■ EXERCISE
Up to and including the line with "start its interview", repeat every line of the listing exactly, beginning at the first.

■ RECORDS FOR THIS EXERCISE
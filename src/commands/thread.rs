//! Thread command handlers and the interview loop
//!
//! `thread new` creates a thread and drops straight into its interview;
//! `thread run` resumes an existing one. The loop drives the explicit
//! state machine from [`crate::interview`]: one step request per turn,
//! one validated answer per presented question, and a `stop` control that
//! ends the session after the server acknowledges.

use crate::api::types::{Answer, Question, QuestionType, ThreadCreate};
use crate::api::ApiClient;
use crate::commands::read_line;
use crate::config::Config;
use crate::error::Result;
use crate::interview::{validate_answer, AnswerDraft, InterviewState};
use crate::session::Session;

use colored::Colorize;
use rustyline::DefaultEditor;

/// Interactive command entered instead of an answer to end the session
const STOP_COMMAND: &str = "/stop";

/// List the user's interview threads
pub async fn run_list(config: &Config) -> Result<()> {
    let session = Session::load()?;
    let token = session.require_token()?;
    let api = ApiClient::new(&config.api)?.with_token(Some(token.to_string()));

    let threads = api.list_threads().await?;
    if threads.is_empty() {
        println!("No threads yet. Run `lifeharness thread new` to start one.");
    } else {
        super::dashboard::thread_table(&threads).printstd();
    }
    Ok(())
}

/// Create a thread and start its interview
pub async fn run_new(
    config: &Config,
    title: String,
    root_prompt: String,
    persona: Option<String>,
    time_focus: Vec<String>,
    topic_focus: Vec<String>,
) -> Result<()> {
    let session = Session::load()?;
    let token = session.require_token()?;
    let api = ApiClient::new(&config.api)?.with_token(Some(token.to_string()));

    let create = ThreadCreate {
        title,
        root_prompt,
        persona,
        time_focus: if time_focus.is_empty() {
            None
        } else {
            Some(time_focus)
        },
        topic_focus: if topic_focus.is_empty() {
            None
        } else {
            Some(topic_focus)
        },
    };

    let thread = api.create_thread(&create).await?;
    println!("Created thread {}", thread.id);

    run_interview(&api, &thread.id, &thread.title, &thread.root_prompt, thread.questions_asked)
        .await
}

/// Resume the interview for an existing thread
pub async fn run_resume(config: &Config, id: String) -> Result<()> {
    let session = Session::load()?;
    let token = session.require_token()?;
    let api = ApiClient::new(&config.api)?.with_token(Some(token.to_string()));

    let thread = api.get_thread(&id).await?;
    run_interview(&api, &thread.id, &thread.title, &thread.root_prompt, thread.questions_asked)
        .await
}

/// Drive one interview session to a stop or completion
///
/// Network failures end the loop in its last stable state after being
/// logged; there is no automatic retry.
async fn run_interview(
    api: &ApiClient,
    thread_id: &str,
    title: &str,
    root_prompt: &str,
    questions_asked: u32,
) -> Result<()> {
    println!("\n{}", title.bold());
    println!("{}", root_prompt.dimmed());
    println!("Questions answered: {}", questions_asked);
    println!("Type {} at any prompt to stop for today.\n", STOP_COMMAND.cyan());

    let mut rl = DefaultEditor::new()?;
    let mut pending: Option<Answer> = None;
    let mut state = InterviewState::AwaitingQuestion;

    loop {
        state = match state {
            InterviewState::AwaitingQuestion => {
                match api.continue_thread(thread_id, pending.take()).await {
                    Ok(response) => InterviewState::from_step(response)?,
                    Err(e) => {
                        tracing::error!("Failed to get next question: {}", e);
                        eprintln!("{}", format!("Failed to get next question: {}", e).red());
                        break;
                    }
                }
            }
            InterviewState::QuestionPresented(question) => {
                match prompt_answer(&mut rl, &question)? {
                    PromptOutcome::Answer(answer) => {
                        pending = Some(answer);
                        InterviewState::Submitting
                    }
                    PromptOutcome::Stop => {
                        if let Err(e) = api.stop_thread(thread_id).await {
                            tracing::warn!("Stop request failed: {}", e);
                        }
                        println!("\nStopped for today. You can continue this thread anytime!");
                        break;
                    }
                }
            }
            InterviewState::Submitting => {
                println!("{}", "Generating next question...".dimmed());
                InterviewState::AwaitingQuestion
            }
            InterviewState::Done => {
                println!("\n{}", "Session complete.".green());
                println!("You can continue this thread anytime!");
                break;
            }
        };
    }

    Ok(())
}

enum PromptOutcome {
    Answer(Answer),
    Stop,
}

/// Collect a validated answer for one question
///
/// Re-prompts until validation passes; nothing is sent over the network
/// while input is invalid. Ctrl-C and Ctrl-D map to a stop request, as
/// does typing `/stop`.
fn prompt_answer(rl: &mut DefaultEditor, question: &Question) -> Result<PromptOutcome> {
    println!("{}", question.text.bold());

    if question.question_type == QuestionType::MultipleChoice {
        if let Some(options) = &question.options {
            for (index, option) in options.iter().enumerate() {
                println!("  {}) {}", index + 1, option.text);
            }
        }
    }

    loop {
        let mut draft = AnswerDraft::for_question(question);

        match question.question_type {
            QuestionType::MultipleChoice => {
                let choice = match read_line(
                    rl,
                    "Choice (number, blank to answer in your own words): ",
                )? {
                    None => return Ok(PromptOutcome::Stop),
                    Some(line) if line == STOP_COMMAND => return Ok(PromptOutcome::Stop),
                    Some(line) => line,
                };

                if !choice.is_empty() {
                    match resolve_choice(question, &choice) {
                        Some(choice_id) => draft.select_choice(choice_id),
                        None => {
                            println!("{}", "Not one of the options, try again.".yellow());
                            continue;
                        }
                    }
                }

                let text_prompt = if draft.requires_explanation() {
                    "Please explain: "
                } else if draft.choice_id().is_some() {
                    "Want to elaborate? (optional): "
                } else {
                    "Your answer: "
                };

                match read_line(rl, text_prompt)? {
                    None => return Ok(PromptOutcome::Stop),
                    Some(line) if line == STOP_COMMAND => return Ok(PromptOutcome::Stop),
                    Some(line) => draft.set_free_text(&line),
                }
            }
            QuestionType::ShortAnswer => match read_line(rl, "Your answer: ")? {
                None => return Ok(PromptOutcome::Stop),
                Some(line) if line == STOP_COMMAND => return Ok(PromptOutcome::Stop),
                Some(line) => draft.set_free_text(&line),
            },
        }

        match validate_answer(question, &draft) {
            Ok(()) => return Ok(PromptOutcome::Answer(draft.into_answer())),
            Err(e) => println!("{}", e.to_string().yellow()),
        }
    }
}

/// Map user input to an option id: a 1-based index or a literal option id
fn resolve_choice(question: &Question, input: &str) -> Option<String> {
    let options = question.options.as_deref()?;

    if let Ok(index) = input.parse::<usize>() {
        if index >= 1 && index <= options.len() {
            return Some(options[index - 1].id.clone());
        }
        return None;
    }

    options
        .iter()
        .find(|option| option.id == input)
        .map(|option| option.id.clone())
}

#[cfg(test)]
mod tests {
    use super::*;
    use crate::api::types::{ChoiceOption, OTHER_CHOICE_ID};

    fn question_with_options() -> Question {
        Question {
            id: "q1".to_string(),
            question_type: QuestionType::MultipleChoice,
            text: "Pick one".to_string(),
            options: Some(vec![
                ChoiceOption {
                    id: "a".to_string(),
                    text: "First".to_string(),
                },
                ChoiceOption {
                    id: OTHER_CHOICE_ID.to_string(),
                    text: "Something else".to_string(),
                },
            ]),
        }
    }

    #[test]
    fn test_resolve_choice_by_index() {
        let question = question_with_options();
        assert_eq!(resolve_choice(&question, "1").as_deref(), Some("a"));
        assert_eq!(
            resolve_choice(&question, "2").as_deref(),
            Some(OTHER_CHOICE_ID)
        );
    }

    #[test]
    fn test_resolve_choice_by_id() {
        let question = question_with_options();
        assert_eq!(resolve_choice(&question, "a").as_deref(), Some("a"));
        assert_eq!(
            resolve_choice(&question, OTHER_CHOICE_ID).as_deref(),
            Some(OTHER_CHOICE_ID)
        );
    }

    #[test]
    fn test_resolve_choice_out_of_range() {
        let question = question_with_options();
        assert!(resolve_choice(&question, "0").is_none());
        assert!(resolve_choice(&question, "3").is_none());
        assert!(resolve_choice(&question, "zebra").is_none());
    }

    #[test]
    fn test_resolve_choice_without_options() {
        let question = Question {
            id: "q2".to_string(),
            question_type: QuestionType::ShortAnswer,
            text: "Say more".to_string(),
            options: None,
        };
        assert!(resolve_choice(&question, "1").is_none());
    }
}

■ RESULT OF THE TASK
filename src/commands/thread.rs
//! Thread command handlers and the interview loop
//!
//! `thread new` creates a thread and drops straight into its interview;
//! `thread run` resumes an existing one. The loop drives the explicit
//! state machine from [`crate::interview`]: one step request per turn,
//! one validated answer per presented question, and a `stop` control that
//! ends the session after the server acknowledges.

use crate::api::types::{Answer, Question, QuestionType, ThreadCreate};
use crate::api::ApiClient;
use crate::commands::read_line;
use crate::config::Config;
use crate::error::Result;
use crate::interview::{validate_answer, AnswerDraft, InterviewState};
use crate::session::Session;

use colored::Colorize;
use rustyline::DefaultEditor;

/// Interactive command entered instead of an answer to end the session
const STOP_COMMAND: &str = "/stop";

/// List the user's interview threads
pub async fn run_list(config: &Config) -> Result<()> {
    let session = Session::load()?;
    let token = session.require_token()?;
    let api = ApiClient::new(&config.api)?.with_token(Some(token.to_string()));

    let threads = api.list_threads().await?;
    if threads.is_empty() {
        println!("No threads yet. Run `lifeharness thread new` to start one.");
    } else {
        super::dashboard::thread_table(&threads).printstd();
    }
    Ok(())
}

/// Create a thread and start its interview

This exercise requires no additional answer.